Il “rito” delle celebrazioni, in occasione degli anniversari degli atti terroristici, si ripete immancabile ogni volta, quasi con lo stesso schema: inaugurazioni di lapidi commemorative, quando già non ci sono, discorsi di autorità, ricostruzioni storiche e giornalistiche, “nuove rivelazioni”, “riapertura” di processi giudiziari che in alcuni casi non si sono neanche socchiusi.
Lo Stato, i politici, le istituzioni, diventano protagonisti per un giorno di qualcosa che in realtà appartiene alla memoria comune condivisa e, soprattutto, alle vittime tutte. La politica nel suo insieme è portata a considerare queste celebrazioni un momento importante della lotta al terrorismo, come se il terrorismo potesse essere combattuto così: si procede sempre secondo la narrativa della sicurezza, dei confini, dell’identità, il tutto concentrato su cause, significato, e misure di prevenzione; passa in secondo piano a questa narrazione di sicurezza, il senso di comunità, di resilienza, di solidarietà sincera che non sono utili alla politica, ma sarebbero invece utilissimi a rendere le vittime parte integrante della loro comunità.
Una ricostruzione, un discorso commemorativo, perfino un convegno che indaghi sulle origini di un atto terroristico, sono iniziative formali utili alla storia, raramente alle vittime. Intendiamoci, non vogliamo affermare qui che l’attenzione degli storici e dei giornalisti su un atto violento accaduto cinque, dieci, trenta, quaranta anni prima non sia non solo importante, ma anche doverosa; poniamo invece in discussione quanto sia inappropriato confinare memoria e ricerca di verità nella temporalità dei rituali celebrativi.
E così, sia pure involontariamente, certe celebrazioni invece di unire dividono, soprattutto le vittime: alcune partecipano, ben contente di essere al centro dell’attenzione, altre rifuggono dalla banale formalità, che le depersonalizza a oggetto e non soggetto dell’evento, altre restano nell’ombra, completamente ignorate perché accessori inutili alla narrazione ufficiale.
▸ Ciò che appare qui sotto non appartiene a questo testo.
use super::*;

use std::sync::Arc;

use fingerpick_core::{DefaultScheduler, Runtime};
use fingerpick_ui_graphics::Point;

use crate::config::{IDLE_RING_COLOR, WINNER_RING_COLOR};

const SETTLE_MILLIS: u64 = 7_750;

fn setup() -> (Runtime, FingerView) {
    let runtime = Runtime::new(Arc::new(DefaultScheduler));
    let view = FingerView::with_seed(runtime.handle(), PickerConfig::default(), 42);
    view.on_size_changed(Size::new(1080.0, 1920.0));
    (runtime, view)
}

fn pointers(ids: &[u64]) -> Vec<TouchPointer> {
    ids.iter()
        .map(|&id| TouchPointer::new(id, 100.0 * id as f32, 200.0 * id as f32))
        .collect()
}

fn event(action: TouchAction, ids: &[u64]) -> TouchEvent {
    TouchEvent::new(action, pointers(ids))
}

fn advance(runtime: &Runtime, millis: u64) {
    let handle = runtime.handle();
    handle.advance_timers(millis);
    handle.drain_frame_callbacks(millis * 1_000_000);
}

fn started(ids: &[u64]) -> (Runtime, FingerView) {
    let (runtime, view) = setup();
    view.on_touch_event(&event(TouchAction::ContactBegin, ids));
    view.start();
    (runtime, view)
}

#[test]
fn contact_begin_tracks_opaque_points() {
    let (_runtime, view) = setup();
    assert!(view.on_touch_event(&event(TouchAction::ContactBegin, &[1, 2, 3])));

    let points = view.points();
    assert_eq!(points.len(), 3);
    assert_eq!(
        points.iter().map(|point| point.id).collect::<Vec<_>>(),
        vec![1, 2, 3]
    );
    assert!(points.iter().all(|point| point.color.is_opaque()));
    assert_eq!(points[1].position, Point::new(200.0, 400.0));
}

#[test]
fn start_needs_two_fingers() {
    let (runtime, view) = setup();
    view.start();
    assert_eq!(view.state(), SelectionState::Idle);

    view.on_touch_event(&event(TouchAction::ContactBegin, &[1]));
    view.start();
    assert_eq!(view.state(), SelectionState::Idle);
    assert!(!view.has_pending_step());
    assert_eq!(runtime.handle().pending_timer_count(), 0);
}

#[test]
fn first_step_waits_for_base_delay() {
    let (runtime, view) = started(&[1, 2]);
    assert_eq!(view.highlighted_index(), Some(0));
    assert_eq!(view.delay_millis(), 100);
    assert!(view.has_pending_step());

    advance(&runtime, 99);
    assert_eq!(view.delay_millis(), 100);

    advance(&runtime, 100);
    assert_eq!(view.delay_millis(), 110);
    assert!(view.highlighted_index().is_some_and(|index| index < 2));
}

#[test]
fn second_start_does_not_double_schedule() {
    let (runtime, view) = started(&[1, 2]);
    view.start();
    assert_eq!(runtime.handle().pending_timer_count(), 1);
}

#[test]
fn selection_settles_after_full_deceleration() {
    let (runtime, view) = started(&[1, 2, 3]);

    advance(&runtime, SETTLE_MILLIS - 1);
    assert!(matches!(
        view.state(),
        SelectionState::Selecting {
            delay_millis: 400,
            ..
        }
    ));

    advance(&runtime, SETTLE_MILLIS);
    let SelectionState::Settled { winner } = view.state() else {
        panic!("expected a winner, got {:?}", view.state());
    };
    assert!(winner < 3);
    assert!(!view.has_pending_step());
    assert!(view.is_pulsing());
    assert_eq!(runtime.handle().pending_timer_count(), 0);
}

#[test]
fn pulse_cycles_the_winner_ring() {
    let (runtime, view) = started(&[1, 2]);
    advance(&runtime, SETTLE_MILLIS);
    assert_eq!(view.stroke_width(), 20.0);
    assert_eq!(view.ring_color(), WINNER_RING_COLOR);

    advance(&runtime, SETTLE_MILLIS + 500);
    assert!((view.stroke_width() - 35.0).abs() < 1e-3);

    advance(&runtime, SETTLE_MILLIS + 1_000);
    assert!((view.stroke_width() - 20.0).abs() < 1e-3);
    assert_eq!(view.ring_color(), WINNER_RING_COLOR);
}

#[test]
fn ring_is_idle_colored_while_selecting() {
    let (runtime, view) = started(&[1, 2]);
    advance(&runtime, 500);

    let primitives = view.render();
    assert_eq!(primitives.len(), 3);
    let DrawPrimitive::Ring {
        radius,
        stroke_width,
        brush,
        ..
    } = &primitives[2]
    else {
        panic!("ring missing: {primitives:?}");
    };
    assert_eq!(*radius, 225.0);
    assert_eq!(*stroke_width, 20.0);
    assert_eq!(brush.as_solid(), Some(IDLE_RING_COLOR));
}

#[test]
fn idle_render_has_discs_only() {
    let (_runtime, view) = setup();
    view.on_touch_event(&event(TouchAction::ContactBegin, &[1, 2]));
    let primitives = view.render();
    assert_eq!(primitives.len(), 2);
    assert!(primitives
        .iter()
        .all(|primitive| matches!(primitive, DrawPrimitive::Circle { radius, .. } if *radius == 200.0)));
}

#[test]
fn releasing_last_finger_resets_everything() {
    let (runtime, view) = started(&[1, 2]);
    advance(&runtime, SETTLE_MILLIS + 300);
    assert!(view.is_pulsing());

    view.on_touch_event(&event(TouchAction::ContactEnd, &[2]));

    assert_eq!(view.state(), SelectionState::Idle);
    assert_eq!(view.point_count(), 0);
    assert_eq!(view.delay_millis(), 100);
    assert_eq!(view.stroke_width(), 20.0);
    assert_eq!(view.ring_color(), IDLE_RING_COLOR);
    assert!(!view.is_pulsing());
    assert!(view.render().is_empty());
}

#[test]
fn reset_mid_selection_cancels_pending_step() {
    let (runtime, view) = started(&[1, 2]);
    advance(&runtime, 300);

    view.on_touch_event(&event(TouchAction::ContactEnd, &[1]));
    assert!(!view.has_pending_step());
    assert_eq!(runtime.handle().pending_timer_count(), 0);

    advance(&runtime, 20_000);
    assert_eq!(view.state(), SelectionState::Idle);
    assert!(!view.is_pulsing());
}

#[test]
fn losing_a_finger_mid_selection_resets() {
    let (runtime, view) = started(&[1, 2, 3]);
    advance(&runtime, 250);

    view.on_touch_event(&event(TouchAction::ContactMove, &[1, 3]));

    assert_eq!(view.state(), SelectionState::Idle);
    assert_eq!(view.point_count(), 0);
    assert!(!view.has_pending_step());
}

#[test]
fn moves_update_positions_while_idle() {
    let (_runtime, view) = setup();
    view.on_touch_event(&event(TouchAction::ContactBegin, &[1, 2]));
    let colors: Vec<_> = view.points().iter().map(|point| point.color).collect();

    view.on_touch_event(&TouchEvent::new(
        TouchAction::ContactMove,
        [TouchPointer::new(1, 5.0, 5.0), TouchPointer::new(2, 6.0, 6.0)],
    ));

    let points = view.points();
    assert_eq!(points[0].position, Point::new(5.0, 5.0));
    assert_eq!(
        points.iter().map(|point| point.color).collect::<Vec<_>>(),
        colors
    );
}

#[test]
fn moves_narrow_the_set_while_idle() {
    let (_runtime, view) = setup();
    view.on_touch_event(&event(TouchAction::ContactBegin, &[1, 2, 3]));
    view.on_touch_event(&event(TouchAction::ContactMove, &[2, 3]));
    assert_eq!(view.point_count(), 2);
    assert_eq!(view.state(), SelectionState::Idle);
}

#[test]
fn new_fingers_are_ignored_during_a_cycle() {
    let (_runtime, view) = started(&[1, 2]);
    view.on_touch_event(&event(TouchAction::SecondaryContactBegin, &[1, 2, 3]));
    assert_eq!(view.point_count(), 2);

    view.on_touch_event(&event(TouchAction::ContactMove, &[1, 2, 3]));
    assert_eq!(view.point_count(), 2);
}

#[test]
fn secondary_release_is_ignored() {
    let (_runtime, view) = started(&[1, 2, 3]);
    view.on_touch_event(&event(TouchAction::SecondaryContactEnd, &[1, 2, 3]));
    assert_eq!(view.point_count(), 3);
    assert!(view.has_pending_step());
}

#[test]
fn cancel_resets_everything() {
    let (_runtime, view) = started(&[1, 2]);
    view.on_touch_event(&event(TouchAction::Cancel, &[]));
    assert_eq!(view.state(), SelectionState::Idle);
    assert_eq!(view.point_count(), 0);
    assert!(!view.has_pending_step());
}

#[test]
fn programmatic_reset_keeps_points() {
    let (runtime, view) = started(&[1, 2]);
    advance(&runtime, SETTLE_MILLIS);

    view.reset();

    assert_eq!(view.state(), SelectionState::Idle);
    assert_eq!(view.point_count(), 2);
    assert!(!view.is_pulsing());

    view.start();
    assert!(view.has_pending_step());
}

#[test]
fn resize_clears_points_but_not_selection() {
    let (_runtime, view) = started(&[1, 2]);
    view.on_size_changed(Size::new(720.0, 1280.0));
    assert_eq!(view.point_count(), 0);
    assert_eq!(view.size(), Size::new(720.0, 1280.0));
    assert!(matches!(view.state(), SelectionState::Selecting { .. }));
}

#[test]
fn changes_request_redraw() {
    let (runtime, view) = setup();
    let handle = runtime.handle();
    handle.take_invalidation();

    view.on_touch_event(&event(TouchAction::ContactBegin, &[1, 2]));
    assert!(handle.take_invalidation());

    view.start();
    assert!(handle.take_invalidation());

    advance(&runtime, 100);
    assert!(handle.take_invalidation());
}

#[test]
fn same_seed_picks_same_winner() {
    let winners: Vec<_> = (0..2)
        .map(|_| {
            let (runtime, view) = started(&[1, 2, 3, 4]);
            advance(&runtime, SETTLE_MILLIS);
            view.state()
        })
        .collect();
    assert_eq!(winners[0], winners[1]);
}

#[test]
fn dropped_view_leaves_timers_inert() {
    let (runtime, view) = started(&[1, 2]);
    drop(view);
    advance(&runtime, SETTLE_MILLIS);
    assert!(!runtime.handle().has_frame_callbacks());
}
Poi c’è la cosiddetta società civile, la comunità che non è come vorrebbe la politica un organismo unico e compatto capace di risposta univoca alla narrativa istituzionale; piuttosto è una composizione di idee, espressioni, sentimenti, percezioni, capaci di attivarsi e riunirsi in circostanze, appunto, come il ricordo di un attentato. Lutto, indignazione, paura, ma anche resistenza e unità, sono questi i sentimenti spontanei che provengono dal basso, in un senso di condivisione spontanea che difficilmente si lascia ingessare nell’ufficialità.
Dunque le celebrazioni non possono essere strumenti in mano alla politica, da usare per coprire assenze, omissioni, lentezze della giustizia. Le celebrazioni devono servire alle vittime, per sentirsi ricordate, comprese, sostenute. Solidarietà e senso di appartenenza, “togetherness” per usare una sintetica espressione inglese.
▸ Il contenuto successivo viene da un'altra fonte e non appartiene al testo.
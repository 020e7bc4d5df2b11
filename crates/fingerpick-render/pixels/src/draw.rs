use fingerpick_ui_graphics::{Brush, Color, DrawPrimitive, Point, Rect};

use crate::RasterError;

#[derive(Clone, Copy)]
struct ClipBounds {
    min_x: i32,
    min_y: i32,
    max_x: i32,
    max_y: i32,
}

fn clip_rect_to_bounds(rect: Rect, width: u32, height: u32) -> Option<ClipBounds> {
    let min_x = rect.x.max(0.0);
    let min_y = rect.y.max(0.0);
    let max_x = (rect.x + rect.width).min(width as f32);
    let max_y = (rect.y + rect.height).min(height as f32);

    if max_x <= min_x || max_y <= min_y {
        return None;
    }

    let min_x = (min_x.floor() as i32).clamp(0, width as i32);
    let min_y = (min_y.floor() as i32).clamp(0, height as i32);
    let max_x = (max_x.ceil() as i32).clamp(0, width as i32);
    let max_y = (max_y.ceil() as i32).clamp(0, height as i32);

    if min_x >= max_x || min_y >= max_y {
        return None;
    }

    Some(ClipBounds {
        min_x,
        min_y,
        max_x,
        max_y,
    })
}

/// Clears `frame` to `background` and paints `primitives` over it in order.
///
/// `frame` is RGBA8, row-major, `width * height` pixels.
pub fn draw_primitives(
    frame: &mut [u8],
    width: u32,
    height: u32,
    primitives: &[DrawPrimitive],
    background: Color,
) -> Result<(), RasterError> {
    let expected = width as usize * height as usize * 4;
    if frame.len() != expected {
        return Err(RasterError::FrameSizeMismatch {
            expected,
            actual: frame.len(),
        });
    }

    let clear = background.to_rgba_u8();
    for chunk in frame.chunks_exact_mut(4) {
        chunk.copy_from_slice(&clear);
    }

    for primitive in primitives {
        draw_shape(frame, width, height, primitive);
    }
    log::trace!("rasterized {} primitives at {width}x{height}", primitives.len());
    Ok(())
}

/// Fraction of the pixel centered at (x, y) covered by `primitive`, with a
/// one pixel soft edge.
fn coverage(primitive: &DrawPrimitive, x: f32, y: f32) -> f32 {
    match primitive {
        DrawPrimitive::Rect { rect, .. } => {
            if rect.contains(x, y) {
                1.0
            } else {
                0.0
            }
        }
        DrawPrimitive::Circle { center, radius, .. } => {
            let distance = Point::new(x, y).distance_to(*center);
            (radius + 0.5 - distance).clamp(0.0, 1.0)
        }
        DrawPrimitive::Ring {
            center,
            radius,
            stroke_width,
            ..
        } => {
            let distance = Point::new(x, y).distance_to(*center);
            let half = stroke_width.max(0.0) / 2.0;
            (half + 0.5 - (distance - radius).abs()).clamp(0.0, 1.0)
        }
    }
}

fn brush_of(primitive: &DrawPrimitive) -> &Brush {
    match primitive {
        DrawPrimitive::Rect { brush, .. }
        | DrawPrimitive::Circle { brush, .. }
        | DrawPrimitive::Ring { brush, .. } => brush,
    }
}

fn draw_shape(frame: &mut [u8], width: u32, height: u32, primitive: &DrawPrimitive) {
    let bounds = primitive.bounds();
    let soft = Rect::new(
        bounds.x - 1.0,
        bounds.y - 1.0,
        bounds.width + 2.0,
        bounds.height + 2.0,
    );
    let Some(clip_bounds) = clip_rect_to_bounds(soft, width, height) else {
        return;
    };
    let brush = brush_of(primitive);
    for py in clip_bounds.min_y..clip_bounds.max_y {
        for px in clip_bounds.min_x..clip_bounds.max_x {
            let center_x = px as f32 + 0.5;
            let center_y = py as f32 + 0.5;
            let covered = coverage(primitive, center_x, center_y);
            if covered <= 0.0 {
                continue;
            }
            let sample = sample_brush(brush, bounds, center_x, center_y);
            let alpha = sample[3] * covered;
            if alpha <= 0.0 {
                continue;
            }
            let idx = ((py as u32 * width + px as u32) * 4) as usize;
            blend(&mut frame[idx..idx + 4], sample, alpha);
        }
    }
}

/// Source-over blend of `sample` at `alpha` onto one RGBA8 pixel.
fn blend(existing: &mut [u8], sample: [f32; 4], alpha: f32) {
    for i in 0..3 {
        let dst = existing[i] as f32 / 255.0;
        let out = sample[i] * alpha + dst * (1.0 - alpha);
        existing[i] = (out.clamp(0.0, 1.0) * 255.0).round() as u8;
    }
    let dst_a = existing[3] as f32 / 255.0;
    let out_a = alpha + dst_a * (1.0 - alpha);
    existing[3] = (out_a.clamp(0.0, 1.0) * 255.0).round() as u8;
}

fn color_to_rgba(color: Color) -> [f32; 4] {
    [
        color.0.clamp(0.0, 1.0),
        color.1.clamp(0.0, 1.0),
        color.2.clamp(0.0, 1.0),
        color.3.clamp(0.0, 1.0),
    ]
}

fn sample_brush(brush: &Brush, rect: Rect, _x: f32, y: f32) -> [f32; 4] {
    match brush {
        Brush::Solid(color) => color_to_rgba(*color),
        Brush::LinearGradient(colors) => {
            let t = if rect.height.abs() <= f32::EPSILON {
                0.0
            } else {
                ((y - rect.y) / rect.height).clamp(0.0, 1.0)
            };
            color_to_rgba(interpolate_colors(colors, t))
        }
    }
}

fn interpolate_colors(colors: &[Color], t: f32) -> Color {
    let (Some(first), Some(last)) = (colors.first(), colors.last()) else {
        return Color::TRANSPARENT;
    };
    if colors.len() == 1 {
        return *first;
    }
    let segments = (colors.len() - 1) as f32;
    let scaled = t.clamp(0.0, 1.0) * segments;
    let index = scaled.floor() as usize;
    if index >= colors.len() - 1 {
        return *last;
    }
    let frac = scaled - index as f32;
    lerp_color(colors[index], colors[index + 1], frac)
}

fn lerp_color(a: Color, b: Color, t: f32) -> Color {
    let lerp = |start: f32, end: f32| start + (end - start) * t;
    Color(
        lerp(a.0, b.0),
        lerp(a.1, b.1),
        lerp(a.2, b.2),
        lerp(a.3, b.3),
    )
}

#[cfg(test)]
#[path = "tests/draw_tests.rs"]
mod tests;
Come ha detto il Segretario Generale delle Nazioni Unite, António Guterres, “quando rispettiamo i diritti umani delle vittime e forniamo loro supporto e informazioni, riduciamo il danno duraturo arrecato dai terroristi a individui, comunità e società“.
Questa è la chiave delle celebrazioni, questa la chiave per dare una risposta vera al terrorismo senza oscurare chi lo ha subito e ne porta ogni giorno le conseguenze.